Design&Building czyli wyrób inwestycyjny
Sprzyja temu nadprodukcja osób z wyższym wykształceniem humanistycznym (w tym o zgrozo prawniczym), dla których najpewniej w sytuacji ogromnych kłopotów na rynku pracy, powszechnie panujący w naszym kraju nepotyzm, umożliwia opanowywanie stanowisk technicznych, przez osoby absolutnie do tych stanowisk nieprzygotowane. Oczywiście i najczęściej w instytucjach i przedsiębiorstwach zawiadujących finansami publicznymi. Bo firmy prywatne nieustająco poszukują fachowców i narzekają na ich brak. Natomiast instytucje i firmy państwowe oraz samorządowe, o dziwo, nie narzekają!

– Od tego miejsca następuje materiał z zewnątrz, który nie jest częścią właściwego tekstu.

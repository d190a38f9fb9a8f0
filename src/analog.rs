use crate::Result;

/// A single analog input channel, such as a potentiometer on an ADC pin.
///
/// Implementations return samples already scaled to the calibrated 10-bit range
/// ([`DIAL_MIN`](crate::DIAL_MIN)..=[`DIAL_MAX`](crate::DIAL_MAX)). Out-of-range values are
/// allowed; consumers clamp before use.
pub trait AnalogInput {
    /// Take one sample.
    ///
    /// # Errors
    /// Returns [`Error::AnalogRead`](crate::Error::AnalogRead) if the converter fails.
    fn read_raw(&mut self) -> Result<i32>;
}

impl<T: AnalogInput + ?Sized> AnalogInput for &mut T {
    fn read_raw(&mut self) -> Result<i32> {
        (**self).read_raw()
    }
}
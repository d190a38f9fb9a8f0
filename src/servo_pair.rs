//! The matcher's two actuators: the tx-side and the antenna-side servo.

use embedded_hal::pwm::SetDutyCycle;

use crate::{Result, Servo};

/// The tx and ant servos, addressed by role.
///
/// # Examples
/// ```ignore
/// let tx = Servo::new(hardware.tx_servo, SERVO_MIN_US, SERVO_MAX_US)?;
/// let ant = Servo::new(hardware.ant_servo, SERVO_MIN_US, SERVO_MAX_US)?;
/// let mut servos = ServoPair::new(tx, ant);
///
/// servos.set_degrees_tx(45)?;
/// servos.set_degrees_ant(90)?;
/// ```
pub struct ServoPair<Tx, Ant> {
    tx: Servo<Tx>,
    ant: Servo<Ant>,
}

impl<Tx: SetDutyCycle, Ant: SetDutyCycle> ServoPair<Tx, Ant> {
    #[must_use]
    pub const fn new(tx: Servo<Tx>, ant: Servo<Ant>) -> Self {
        Self { tx, ant }
    }

    /// Set tx servo position in degrees 0..=180.
    ///
    /// # Errors
    /// Returns [`Error::Pwm`](crate::Error::Pwm) if the tx channel rejects the write.
    pub fn set_degrees_tx(&mut self, deg: i32) -> Result<()> {
        self.tx.set_degrees(deg)
    }

    /// Set ant servo position in degrees 0..=180.
    ///
    /// # Errors
    /// Returns [`Error::Pwm`](crate::Error::Pwm) if the ant channel rejects the write.
    pub fn set_degrees_ant(&mut self, deg: i32) -> Result<()> {
        self.ant.set_degrees(deg)
    }

    /// Drive both servos to 0°, the reference position for mounting the matching elements.
    ///
    /// # Errors
    /// Returns [`Error::Pwm`](crate::Error::Pwm) if either channel rejects the write.
    pub fn home(&mut self) -> Result<()> {
        self.tx.set_degrees(0)?;
        self.ant.set_degrees(0)
    }

    /// Center both servos.
    ///
    /// # Errors
    /// Returns [`Error::Pwm`](crate::Error::Pwm) if either channel rejects the write.
    pub fn center(&mut self) -> Result<()> {
        self.tx.center()?;
        self.ant.center()
    }

    /// Stop sending control signals to both servos.
    ///
    /// # Errors
    /// Returns [`Error::Pwm`](crate::Error::Pwm) if either channel rejects the write.
    pub fn disable(&mut self) -> Result<()> {
        self.tx.disable()?;
        self.ant.disable()
    }

    /// Resume sending control signals to both servos.
    ///
    /// # Errors
    /// Returns [`Error::Pwm`](crate::Error::Pwm) if either channel rejects the write.
    pub fn enable(&mut self) -> Result<()> {
        self.tx.enable()?;
        self.ant.enable()
    }

    /// Last commanded `(tx, ant)` angles.
    #[must_use]
    pub const fn degrees(&self) -> (u8, u8) {
        (self.tx.degrees(), self.ant.degrees())
    }

    #[must_use]
    pub const fn tx(&self) -> &Servo<Tx> {
        &self.tx
    }

    #[must_use]
    pub const fn ant(&self) -> &Servo<Ant> {
        &self.ant
    }
}
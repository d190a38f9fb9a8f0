//! VSWR readings for automated mode.
//!
//! No VSWR sensor is wired yet, so automated mode samples a [`VswrSimulator`]. A real sensor
//! plugs in by implementing [`VswrSource`].

use crate::{Result, VSWR_MODULUS, VSWR_STEP};

/// Something that can be sampled for a VSWR reading.
pub trait VswrSource {
    /// Take one reading.
    ///
    /// # Errors
    /// Returns an error if the sensor cannot be read.
    fn sample(&mut self) -> Result<i32>;
}

impl<T: VswrSource + ?Sized> VswrSource for &mut T {
    fn sample(&mut self) -> Result<i32> {
        (**self).sample()
    }
}

/// Stand-in VSWR signal: a counter that advances by 3 on every sample and wraps at 100.
///
/// ```
/// use impedance_matcher::{VswrSimulator, VswrSource};
///
/// let mut vswr = VswrSimulator::new();
/// assert_eq!(vswr.sample().unwrap(), 3);
/// assert_eq!(vswr.sample().unwrap(), 6);
/// ```
#[derive(Clone, Copy, Debug, Default, Eq, PartialEq)]
pub struct VswrSimulator {
    value: i32,
}

impl VswrSimulator {
    /// Start at 0, as after power-on.
    #[must_use]
    pub const fn new() -> Self {
        Self { value: 0 }
    }

    /// The most recently produced value (0 before the first sample).
    #[must_use]
    pub const fn value(&self) -> i32 {
        self.value
    }

    /// Advance the counter and return the new value.
    pub const fn advance(&mut self) -> i32 {
        self.value = self.value.wrapping_add(VSWR_STEP).rem_euclid(VSWR_MODULUS);
        self.value
    }
}

impl VswrSource for VswrSimulator {
    fn sample(&mut self) -> Result<i32> {
        Ok(self.advance())
    }
}

#[cfg(test)]
mod tests {
    use super::*;

    #[test]
    #[expect(
        clippy::arithmetic_side_effects,
        clippy::integer_division_remainder_used,
        reason = "Reference formula"
    )]
    fn value_after_k_samples_is_3k_mod_100() {
        let mut vswr = VswrSimulator::new();
        for samples in 1..=250 {
            assert_eq!(vswr.advance(), (3 * samples) % 100, "samples={samples}");
        }
    }

    #[test]
    fn wraps_after_34_samples() {
        let mut vswr = VswrSimulator::new();
        for _ in 0..34 {
            vswr.advance();
        }
        assert_eq!(vswr.value(), 2);
    }

    #[test]
    fn starts_at_zero() {
        assert_eq!(VswrSimulator::new().value(), 0);
        assert_eq!(VswrSimulator::default(), VswrSimulator::new());
    }
}
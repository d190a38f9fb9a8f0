/// Success type of [`Controller::run`](crate::Controller::run), which only returns on error.
///
/// Stands in for `!`, which is unstable as a type.
#[derive(Debug)]
pub enum Never {}
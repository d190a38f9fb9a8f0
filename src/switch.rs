use embedded_hal::digital::{Error as _, InputPin, PinState};

use crate::{Error, Mode, Result};

/// The mode-select switch: a pull-up input that reads `High` while open.
pub struct ModeSwitch<P> {
    inner: P,
}

impl<P: InputPin> ModeSwitch<P> {
    #[must_use]
    pub const fn new(switch: P) -> Self {
        Self { inner: switch }
    }

    /// Sample the current switch level.
    ///
    /// # Errors
    /// Returns [`Error::DigitalRead`] if the pin cannot be read.
    pub fn level(&mut self) -> Result<PinState> {
        let high = self
            .inner
            .is_high()
            .map_err(|err| Error::DigitalRead(err.kind()))?;
        Ok(PinState::from(high))
    }

    /// Sample the switch and map it to a [`Mode`].
    ///
    /// No debouncing: every call is a fresh read.
    ///
    /// # Errors
    /// Returns [`Error::DigitalRead`] if the pin cannot be read.
    pub fn read_mode(&mut self) -> Result<Mode> {
        self.level().map(Mode::from_level)
    }
}
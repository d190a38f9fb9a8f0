use embassy_time::Duration;

// Calibrated dial range: 10-bit analog samples.
pub const DIAL_MIN: i32 = 0;
pub const DIAL_MAX: i32 = 1023;

// Servo angle domain in degrees.
pub const ANGLE_MIN: i32 = 0;
pub const ANGLE_CENTER: i32 = 90;
pub const ANGLE_MAX: i32 = 180;

// Placeholder VSWR signal: advances by `VSWR_STEP` per sample, wrapping at `VSWR_MODULUS`.
pub const VSWR_STEP: i32 = 3;
pub const VSWR_MODULUS: i32 = 100;

/// Pause after every control cycle. Override at build time with `CYCLE_PERIOD_MS`.
pub const CYCLE_PERIOD_MS: u32 = parse_millis(env!("CYCLE_PERIOD_MS"));
pub const CYCLE_PERIOD: Duration = Duration::from_millis(CYCLE_PERIOD_MS as u64);

pub const SERIAL_BAUD: u32 = 9600;

pub const SERVO_MIN_US: u16 = 500;
pub const SERVO_MAX_US: u16 = 2500;
pub const SERVO_PERIOD_US: u16 = 20_000; // 20 ms
pub const SERVO_FRAME_HZ: u32 = 50;

// ESP32 GPIO wiring. Must match the physical board.
pub const TX_DIAL_PIN: u8 = 39;
pub const ANT_DIAL_PIN: u8 = 38;
pub const MODE_SWITCH_PIN: u8 = 32;
pub const TX_SERVO_PIN: u8 = 0;
pub const ANT_SERVO_PIN: u8 = 23;

/// Parse a decimal millisecond count at compile time.
///
/// ```
/// # use impedance_matcher::parse_millis;
/// const PERIOD: u32 = parse_millis("250");
/// assert_eq!(PERIOD, 250);
/// ```
///
/// # Panics
/// Panics if `text` is empty, holds anything but ASCII digits, or exceeds `u32::MAX`.
#[must_use]
pub const fn parse_millis(text: &str) -> u32 {
    let mut digits = text.as_bytes();
    assert!(!digits.is_empty(), "empty millisecond value");
    let mut value: u32 = 0;
    while let [digit, rest @ ..] = digits {
        assert!(
            digit.is_ascii_digit(),
            "millisecond value must be decimal digits"
        );
        let Some(shifted) = value.checked_mul(10) else {
            panic!("millisecond value overflows u32");
        };
        let Some(next) = shifted.checked_add(digit.wrapping_sub(b'0') as u32) else {
            panic!("millisecond value overflows u32");
        };
        value = next;
        digits = rest;
    }
    value
}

Powodem sprzyjającym temu zjawisku są:
- protekcja partyjna polegająca na umieszczaniu osób zawodowo nieprzygotowanych do wykonywania oczekiwanej przez dane stanowisko umiejętności, a także, wytwarzanie stanowisk przedziwnych jak np. marketingowe przez ewidentnych monopolistów,
- ogromne zbiurokratyzowanie przepisów regulujących zasady postępowania w ramach gospodarowania finansami publicznymi w budownictwie.
W czasie rozmowy (w trakcie wizyty) u znajomego lekarza, dowiedziałem się, że jego syn, wykształcony i z odpowiednią praktyką księgowy, został zwolniony z pracy po konfrontacji swej wiedzy z szefem, nie mającym żadnych kwalifikacji do kierowania działem zajmującym się księgowością. Ten wspaniały szef, o czym wszyscy wiedzieli, został protegowany przez tak zwaną „młodzieżówkę” pewnej partii w nagrodę za ciężka pracę skutkującą wyborem jakiegoś polityka. A jak mnie zapytacie Drodzy Czytelnicy z której partii, odpowiem z każ- dej, bowiem we władzach centralnych lub lokalnych siły partyjne najczęściej przybierają przedziwne konfiguracje.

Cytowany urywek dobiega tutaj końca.